Data supplied:
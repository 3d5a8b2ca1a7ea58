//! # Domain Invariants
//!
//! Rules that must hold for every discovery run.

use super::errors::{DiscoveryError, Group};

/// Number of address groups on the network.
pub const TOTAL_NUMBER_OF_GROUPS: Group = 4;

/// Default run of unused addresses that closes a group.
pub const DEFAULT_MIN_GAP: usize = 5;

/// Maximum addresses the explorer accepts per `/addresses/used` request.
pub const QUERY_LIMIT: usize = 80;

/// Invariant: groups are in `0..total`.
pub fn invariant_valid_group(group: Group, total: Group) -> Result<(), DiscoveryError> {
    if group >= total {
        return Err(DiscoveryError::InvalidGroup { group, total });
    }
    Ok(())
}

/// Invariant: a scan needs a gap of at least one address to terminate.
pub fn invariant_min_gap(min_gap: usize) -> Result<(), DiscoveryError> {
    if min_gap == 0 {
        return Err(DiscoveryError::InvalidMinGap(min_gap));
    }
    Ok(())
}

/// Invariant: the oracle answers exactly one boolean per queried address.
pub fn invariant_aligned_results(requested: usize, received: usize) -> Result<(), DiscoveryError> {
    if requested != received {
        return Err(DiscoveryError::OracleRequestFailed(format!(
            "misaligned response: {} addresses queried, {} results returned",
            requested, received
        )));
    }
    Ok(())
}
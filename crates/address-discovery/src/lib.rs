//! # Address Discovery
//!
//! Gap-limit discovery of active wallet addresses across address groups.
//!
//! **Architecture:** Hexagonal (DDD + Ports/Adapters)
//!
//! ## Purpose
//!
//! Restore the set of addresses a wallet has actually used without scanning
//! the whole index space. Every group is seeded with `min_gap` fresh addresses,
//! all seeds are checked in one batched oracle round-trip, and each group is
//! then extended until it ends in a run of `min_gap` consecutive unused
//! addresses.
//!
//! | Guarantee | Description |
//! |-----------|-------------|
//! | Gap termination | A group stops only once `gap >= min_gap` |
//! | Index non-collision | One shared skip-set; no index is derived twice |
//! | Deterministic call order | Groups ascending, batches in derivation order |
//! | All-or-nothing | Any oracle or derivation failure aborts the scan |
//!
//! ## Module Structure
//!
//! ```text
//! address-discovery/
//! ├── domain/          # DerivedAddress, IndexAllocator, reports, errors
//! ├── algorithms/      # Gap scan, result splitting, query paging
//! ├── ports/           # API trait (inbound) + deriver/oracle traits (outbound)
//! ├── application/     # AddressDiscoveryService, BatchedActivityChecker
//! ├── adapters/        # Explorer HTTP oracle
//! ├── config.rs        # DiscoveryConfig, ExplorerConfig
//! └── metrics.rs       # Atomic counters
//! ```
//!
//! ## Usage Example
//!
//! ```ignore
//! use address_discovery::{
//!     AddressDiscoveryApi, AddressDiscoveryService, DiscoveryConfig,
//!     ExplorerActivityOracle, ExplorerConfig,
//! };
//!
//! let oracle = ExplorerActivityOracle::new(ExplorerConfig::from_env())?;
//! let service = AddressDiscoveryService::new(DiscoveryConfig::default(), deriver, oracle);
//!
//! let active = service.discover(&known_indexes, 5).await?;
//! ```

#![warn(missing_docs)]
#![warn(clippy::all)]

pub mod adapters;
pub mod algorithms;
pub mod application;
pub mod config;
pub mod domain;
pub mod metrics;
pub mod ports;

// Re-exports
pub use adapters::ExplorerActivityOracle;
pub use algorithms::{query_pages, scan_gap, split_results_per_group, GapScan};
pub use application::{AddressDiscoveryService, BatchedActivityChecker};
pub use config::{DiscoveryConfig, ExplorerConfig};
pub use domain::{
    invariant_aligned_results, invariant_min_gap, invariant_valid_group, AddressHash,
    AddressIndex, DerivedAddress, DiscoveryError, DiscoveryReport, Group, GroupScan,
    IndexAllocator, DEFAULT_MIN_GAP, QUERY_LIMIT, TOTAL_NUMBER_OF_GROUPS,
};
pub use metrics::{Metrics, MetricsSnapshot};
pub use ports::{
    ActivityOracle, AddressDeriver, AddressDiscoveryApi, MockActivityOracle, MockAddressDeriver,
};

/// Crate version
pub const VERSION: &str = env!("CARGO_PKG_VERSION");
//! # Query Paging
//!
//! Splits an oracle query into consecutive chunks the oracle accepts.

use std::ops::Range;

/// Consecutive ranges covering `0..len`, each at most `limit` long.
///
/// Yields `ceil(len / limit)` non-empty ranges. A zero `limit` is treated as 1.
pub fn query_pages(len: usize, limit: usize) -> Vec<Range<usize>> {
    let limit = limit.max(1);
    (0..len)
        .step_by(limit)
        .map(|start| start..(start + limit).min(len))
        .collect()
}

Prompt: For the string "queried", filter the data and copy out each line where it occurs.

Answer:
/// Invariant: the oracle answers exactly one boolean per queried address.
            "misaligned response: {} addresses queried, {} results returned",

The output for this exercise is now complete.